◆ WORK TO COMPLETE:
Please count the lines below that contain the word "predictions", and reply with that number alone.

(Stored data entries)
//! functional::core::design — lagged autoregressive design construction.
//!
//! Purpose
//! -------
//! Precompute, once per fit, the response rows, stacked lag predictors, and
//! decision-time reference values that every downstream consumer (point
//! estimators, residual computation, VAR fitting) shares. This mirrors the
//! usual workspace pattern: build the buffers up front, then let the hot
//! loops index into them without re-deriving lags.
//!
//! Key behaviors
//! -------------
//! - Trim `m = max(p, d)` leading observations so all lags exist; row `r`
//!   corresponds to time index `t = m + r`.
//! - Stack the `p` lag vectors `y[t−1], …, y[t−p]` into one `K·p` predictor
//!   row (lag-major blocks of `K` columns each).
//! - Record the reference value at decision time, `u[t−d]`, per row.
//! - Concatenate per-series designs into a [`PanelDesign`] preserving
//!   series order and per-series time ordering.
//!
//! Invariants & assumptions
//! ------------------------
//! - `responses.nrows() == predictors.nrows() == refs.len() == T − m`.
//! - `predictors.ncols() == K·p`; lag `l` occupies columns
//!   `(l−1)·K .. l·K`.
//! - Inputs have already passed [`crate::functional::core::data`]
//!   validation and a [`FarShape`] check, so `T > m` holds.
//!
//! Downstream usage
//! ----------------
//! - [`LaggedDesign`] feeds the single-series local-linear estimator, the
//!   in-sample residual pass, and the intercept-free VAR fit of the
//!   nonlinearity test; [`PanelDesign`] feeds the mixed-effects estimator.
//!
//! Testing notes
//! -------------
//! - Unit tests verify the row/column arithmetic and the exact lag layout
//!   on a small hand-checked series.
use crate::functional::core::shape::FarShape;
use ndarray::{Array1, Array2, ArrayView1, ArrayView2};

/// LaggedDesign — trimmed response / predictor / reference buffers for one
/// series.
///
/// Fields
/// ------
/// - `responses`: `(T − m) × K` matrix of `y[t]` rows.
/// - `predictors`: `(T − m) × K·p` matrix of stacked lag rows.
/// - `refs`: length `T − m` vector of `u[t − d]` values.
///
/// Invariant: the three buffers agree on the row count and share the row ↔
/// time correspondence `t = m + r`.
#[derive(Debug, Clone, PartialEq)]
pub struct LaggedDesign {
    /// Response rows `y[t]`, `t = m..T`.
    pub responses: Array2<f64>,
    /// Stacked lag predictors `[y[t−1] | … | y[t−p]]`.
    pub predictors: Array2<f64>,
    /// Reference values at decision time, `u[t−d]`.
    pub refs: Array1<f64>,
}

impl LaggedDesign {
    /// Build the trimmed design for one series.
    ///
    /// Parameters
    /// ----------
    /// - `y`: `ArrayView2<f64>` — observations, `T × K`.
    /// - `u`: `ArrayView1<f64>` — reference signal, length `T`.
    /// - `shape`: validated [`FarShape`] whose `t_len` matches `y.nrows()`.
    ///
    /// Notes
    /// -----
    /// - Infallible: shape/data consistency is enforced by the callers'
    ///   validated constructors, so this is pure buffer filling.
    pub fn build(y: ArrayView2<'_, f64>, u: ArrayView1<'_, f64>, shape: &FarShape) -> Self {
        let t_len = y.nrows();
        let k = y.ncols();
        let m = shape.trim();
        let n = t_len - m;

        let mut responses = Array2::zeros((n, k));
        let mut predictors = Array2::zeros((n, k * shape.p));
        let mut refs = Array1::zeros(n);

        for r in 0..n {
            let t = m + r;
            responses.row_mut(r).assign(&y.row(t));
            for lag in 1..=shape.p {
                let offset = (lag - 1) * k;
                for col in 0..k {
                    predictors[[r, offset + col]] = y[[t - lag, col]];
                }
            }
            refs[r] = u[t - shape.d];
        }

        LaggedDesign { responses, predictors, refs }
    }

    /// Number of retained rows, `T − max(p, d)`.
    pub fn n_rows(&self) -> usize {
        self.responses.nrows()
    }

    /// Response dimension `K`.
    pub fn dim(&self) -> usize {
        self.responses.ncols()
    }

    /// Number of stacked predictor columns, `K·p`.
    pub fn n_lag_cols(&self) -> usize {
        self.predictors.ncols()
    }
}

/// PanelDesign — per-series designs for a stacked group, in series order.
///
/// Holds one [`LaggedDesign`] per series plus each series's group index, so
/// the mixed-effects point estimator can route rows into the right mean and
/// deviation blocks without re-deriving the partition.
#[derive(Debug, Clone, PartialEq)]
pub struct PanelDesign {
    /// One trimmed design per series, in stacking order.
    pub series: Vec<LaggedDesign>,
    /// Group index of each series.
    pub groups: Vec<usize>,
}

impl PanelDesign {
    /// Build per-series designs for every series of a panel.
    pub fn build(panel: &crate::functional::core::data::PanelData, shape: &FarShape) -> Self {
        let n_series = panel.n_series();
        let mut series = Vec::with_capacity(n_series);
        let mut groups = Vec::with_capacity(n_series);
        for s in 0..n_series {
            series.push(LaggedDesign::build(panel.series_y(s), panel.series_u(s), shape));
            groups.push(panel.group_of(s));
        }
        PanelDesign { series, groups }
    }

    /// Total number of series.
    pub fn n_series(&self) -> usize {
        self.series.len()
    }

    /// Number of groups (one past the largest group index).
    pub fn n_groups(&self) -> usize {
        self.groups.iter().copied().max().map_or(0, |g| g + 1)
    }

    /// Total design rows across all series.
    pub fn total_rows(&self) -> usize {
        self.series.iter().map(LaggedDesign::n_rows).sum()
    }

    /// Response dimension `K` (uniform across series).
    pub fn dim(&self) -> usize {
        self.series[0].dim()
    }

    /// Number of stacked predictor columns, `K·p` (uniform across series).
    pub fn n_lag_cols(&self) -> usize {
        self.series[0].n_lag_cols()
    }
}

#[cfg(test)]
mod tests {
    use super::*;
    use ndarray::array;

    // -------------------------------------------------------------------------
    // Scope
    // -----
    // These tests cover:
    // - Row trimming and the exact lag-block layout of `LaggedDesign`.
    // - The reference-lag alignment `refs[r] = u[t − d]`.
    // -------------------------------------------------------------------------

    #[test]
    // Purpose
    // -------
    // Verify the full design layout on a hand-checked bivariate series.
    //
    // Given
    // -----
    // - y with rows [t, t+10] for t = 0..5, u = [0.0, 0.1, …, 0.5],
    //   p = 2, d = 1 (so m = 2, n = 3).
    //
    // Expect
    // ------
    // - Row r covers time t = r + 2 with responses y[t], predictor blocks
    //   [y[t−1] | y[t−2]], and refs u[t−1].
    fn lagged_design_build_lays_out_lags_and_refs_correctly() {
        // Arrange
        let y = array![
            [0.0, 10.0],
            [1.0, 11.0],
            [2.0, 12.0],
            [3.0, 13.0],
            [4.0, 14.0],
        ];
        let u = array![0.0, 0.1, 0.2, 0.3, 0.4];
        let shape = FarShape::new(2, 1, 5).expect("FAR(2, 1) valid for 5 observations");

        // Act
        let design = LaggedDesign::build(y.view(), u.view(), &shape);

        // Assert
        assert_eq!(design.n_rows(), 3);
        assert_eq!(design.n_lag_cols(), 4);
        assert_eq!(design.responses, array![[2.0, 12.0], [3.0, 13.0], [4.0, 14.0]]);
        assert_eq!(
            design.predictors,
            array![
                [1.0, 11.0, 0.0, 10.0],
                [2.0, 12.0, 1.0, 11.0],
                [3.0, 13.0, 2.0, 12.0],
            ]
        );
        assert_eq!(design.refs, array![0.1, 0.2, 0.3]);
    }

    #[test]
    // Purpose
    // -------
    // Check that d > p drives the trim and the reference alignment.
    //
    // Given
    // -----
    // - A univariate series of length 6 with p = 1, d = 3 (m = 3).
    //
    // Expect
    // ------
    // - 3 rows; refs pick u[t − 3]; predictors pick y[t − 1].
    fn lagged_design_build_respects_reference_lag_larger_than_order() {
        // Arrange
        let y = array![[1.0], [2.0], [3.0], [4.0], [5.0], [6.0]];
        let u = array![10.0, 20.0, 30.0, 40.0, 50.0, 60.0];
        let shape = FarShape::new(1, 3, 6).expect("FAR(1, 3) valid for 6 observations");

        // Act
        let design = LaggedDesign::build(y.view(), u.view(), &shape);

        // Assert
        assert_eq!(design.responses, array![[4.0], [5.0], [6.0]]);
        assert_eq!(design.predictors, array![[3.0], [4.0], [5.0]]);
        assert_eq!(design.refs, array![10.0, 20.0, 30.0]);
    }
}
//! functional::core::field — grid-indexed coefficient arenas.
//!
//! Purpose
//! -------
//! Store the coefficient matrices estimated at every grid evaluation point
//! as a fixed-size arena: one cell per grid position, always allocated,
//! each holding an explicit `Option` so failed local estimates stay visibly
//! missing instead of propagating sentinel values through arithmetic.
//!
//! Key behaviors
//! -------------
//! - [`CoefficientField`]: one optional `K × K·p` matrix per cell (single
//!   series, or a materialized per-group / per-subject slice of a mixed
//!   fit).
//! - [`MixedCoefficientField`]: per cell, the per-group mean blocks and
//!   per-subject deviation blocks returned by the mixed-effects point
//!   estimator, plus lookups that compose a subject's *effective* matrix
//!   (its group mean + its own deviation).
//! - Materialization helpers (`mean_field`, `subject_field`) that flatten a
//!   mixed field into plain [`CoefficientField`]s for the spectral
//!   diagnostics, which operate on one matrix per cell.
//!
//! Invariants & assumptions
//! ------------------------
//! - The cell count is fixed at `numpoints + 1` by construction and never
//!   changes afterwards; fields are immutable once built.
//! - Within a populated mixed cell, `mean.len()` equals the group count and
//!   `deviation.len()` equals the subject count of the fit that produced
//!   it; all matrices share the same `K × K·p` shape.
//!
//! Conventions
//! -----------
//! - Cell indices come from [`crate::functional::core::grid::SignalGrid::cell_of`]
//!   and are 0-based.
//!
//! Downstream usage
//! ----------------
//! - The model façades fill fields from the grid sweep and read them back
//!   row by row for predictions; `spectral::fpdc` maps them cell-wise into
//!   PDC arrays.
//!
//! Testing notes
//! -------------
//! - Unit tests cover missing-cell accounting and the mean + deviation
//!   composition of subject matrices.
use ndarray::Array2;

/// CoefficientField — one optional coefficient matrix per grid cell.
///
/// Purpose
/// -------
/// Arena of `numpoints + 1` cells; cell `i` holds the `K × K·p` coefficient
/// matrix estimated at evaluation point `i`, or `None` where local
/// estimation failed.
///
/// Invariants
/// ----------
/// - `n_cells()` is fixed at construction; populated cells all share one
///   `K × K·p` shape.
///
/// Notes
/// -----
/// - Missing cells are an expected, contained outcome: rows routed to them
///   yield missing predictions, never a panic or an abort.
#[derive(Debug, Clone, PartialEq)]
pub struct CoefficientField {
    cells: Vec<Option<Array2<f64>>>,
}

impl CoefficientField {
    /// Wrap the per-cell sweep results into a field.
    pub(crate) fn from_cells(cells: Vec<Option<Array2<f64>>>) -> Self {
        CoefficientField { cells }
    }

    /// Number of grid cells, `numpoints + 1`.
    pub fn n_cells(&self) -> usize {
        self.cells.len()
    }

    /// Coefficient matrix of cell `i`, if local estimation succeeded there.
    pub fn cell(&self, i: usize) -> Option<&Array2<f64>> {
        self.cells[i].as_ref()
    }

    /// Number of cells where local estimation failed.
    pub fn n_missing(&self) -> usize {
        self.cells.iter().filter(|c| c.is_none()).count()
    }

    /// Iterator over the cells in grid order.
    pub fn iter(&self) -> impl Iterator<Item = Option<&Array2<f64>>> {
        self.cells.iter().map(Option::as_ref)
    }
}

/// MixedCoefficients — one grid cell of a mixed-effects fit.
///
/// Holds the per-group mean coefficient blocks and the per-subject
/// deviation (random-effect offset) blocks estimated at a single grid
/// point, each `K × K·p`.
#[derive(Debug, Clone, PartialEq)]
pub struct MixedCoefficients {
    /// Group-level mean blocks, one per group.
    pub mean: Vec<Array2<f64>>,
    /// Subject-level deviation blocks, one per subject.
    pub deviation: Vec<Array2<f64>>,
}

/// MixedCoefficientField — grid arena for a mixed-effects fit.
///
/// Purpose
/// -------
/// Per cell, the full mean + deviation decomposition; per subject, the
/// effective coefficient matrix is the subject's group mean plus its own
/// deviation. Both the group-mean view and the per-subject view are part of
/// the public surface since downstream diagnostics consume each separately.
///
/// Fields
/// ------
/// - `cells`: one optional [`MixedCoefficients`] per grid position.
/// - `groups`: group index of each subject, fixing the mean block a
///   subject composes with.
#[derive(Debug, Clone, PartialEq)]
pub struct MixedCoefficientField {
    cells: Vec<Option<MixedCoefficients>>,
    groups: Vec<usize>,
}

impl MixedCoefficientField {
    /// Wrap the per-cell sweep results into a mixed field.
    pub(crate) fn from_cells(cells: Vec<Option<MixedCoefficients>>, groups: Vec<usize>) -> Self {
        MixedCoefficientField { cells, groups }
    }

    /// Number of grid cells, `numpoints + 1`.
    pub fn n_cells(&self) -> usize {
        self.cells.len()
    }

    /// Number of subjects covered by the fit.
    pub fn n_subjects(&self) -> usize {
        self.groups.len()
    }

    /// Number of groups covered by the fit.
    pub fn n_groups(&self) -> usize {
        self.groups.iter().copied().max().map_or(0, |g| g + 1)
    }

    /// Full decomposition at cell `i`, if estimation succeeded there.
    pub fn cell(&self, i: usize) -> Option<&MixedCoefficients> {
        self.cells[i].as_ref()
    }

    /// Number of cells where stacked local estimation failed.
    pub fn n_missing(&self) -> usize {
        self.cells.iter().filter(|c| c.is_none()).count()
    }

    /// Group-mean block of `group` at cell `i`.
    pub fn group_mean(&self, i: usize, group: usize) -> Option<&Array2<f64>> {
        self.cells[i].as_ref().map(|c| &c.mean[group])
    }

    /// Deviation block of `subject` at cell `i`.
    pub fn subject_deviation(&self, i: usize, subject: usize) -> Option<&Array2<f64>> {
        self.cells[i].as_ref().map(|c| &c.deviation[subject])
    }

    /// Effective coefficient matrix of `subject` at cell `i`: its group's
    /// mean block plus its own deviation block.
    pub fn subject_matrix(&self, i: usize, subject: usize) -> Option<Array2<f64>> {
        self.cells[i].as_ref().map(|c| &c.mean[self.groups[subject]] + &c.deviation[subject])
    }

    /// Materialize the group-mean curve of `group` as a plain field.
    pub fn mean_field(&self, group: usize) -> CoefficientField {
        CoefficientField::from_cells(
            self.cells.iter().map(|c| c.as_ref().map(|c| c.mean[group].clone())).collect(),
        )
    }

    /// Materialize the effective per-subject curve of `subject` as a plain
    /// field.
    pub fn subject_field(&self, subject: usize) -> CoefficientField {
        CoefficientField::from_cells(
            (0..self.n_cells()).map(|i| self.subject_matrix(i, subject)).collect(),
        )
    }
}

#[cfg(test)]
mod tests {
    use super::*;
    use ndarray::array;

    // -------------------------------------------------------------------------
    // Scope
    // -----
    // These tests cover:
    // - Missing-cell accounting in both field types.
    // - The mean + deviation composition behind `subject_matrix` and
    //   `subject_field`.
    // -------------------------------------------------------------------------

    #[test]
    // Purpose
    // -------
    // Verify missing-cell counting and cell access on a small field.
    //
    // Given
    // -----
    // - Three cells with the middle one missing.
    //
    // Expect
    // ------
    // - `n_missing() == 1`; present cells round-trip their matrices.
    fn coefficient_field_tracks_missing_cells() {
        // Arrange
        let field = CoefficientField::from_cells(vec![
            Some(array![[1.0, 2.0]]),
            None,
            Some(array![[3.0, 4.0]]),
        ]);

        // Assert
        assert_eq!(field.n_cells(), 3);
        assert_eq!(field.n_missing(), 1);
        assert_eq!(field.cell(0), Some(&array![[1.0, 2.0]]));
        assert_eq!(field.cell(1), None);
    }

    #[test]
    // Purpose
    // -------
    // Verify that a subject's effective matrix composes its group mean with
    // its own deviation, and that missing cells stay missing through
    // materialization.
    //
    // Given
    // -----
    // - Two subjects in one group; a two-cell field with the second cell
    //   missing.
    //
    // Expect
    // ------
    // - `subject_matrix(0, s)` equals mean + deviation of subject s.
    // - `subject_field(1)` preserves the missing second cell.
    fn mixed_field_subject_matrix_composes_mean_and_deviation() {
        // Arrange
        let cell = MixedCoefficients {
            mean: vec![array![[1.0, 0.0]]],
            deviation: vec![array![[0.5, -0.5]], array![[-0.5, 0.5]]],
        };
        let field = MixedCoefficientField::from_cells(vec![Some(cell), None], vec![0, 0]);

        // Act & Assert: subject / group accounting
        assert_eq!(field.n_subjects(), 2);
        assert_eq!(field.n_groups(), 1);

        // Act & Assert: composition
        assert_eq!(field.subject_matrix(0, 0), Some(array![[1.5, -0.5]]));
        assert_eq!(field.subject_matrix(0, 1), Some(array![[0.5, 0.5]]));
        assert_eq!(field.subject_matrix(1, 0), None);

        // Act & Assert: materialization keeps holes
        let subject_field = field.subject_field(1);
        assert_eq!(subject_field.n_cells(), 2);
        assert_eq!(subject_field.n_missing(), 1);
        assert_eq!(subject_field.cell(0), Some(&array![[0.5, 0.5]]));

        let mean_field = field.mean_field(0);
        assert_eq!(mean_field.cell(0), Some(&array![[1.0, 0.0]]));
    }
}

◆ YOUR RESPONSE:
2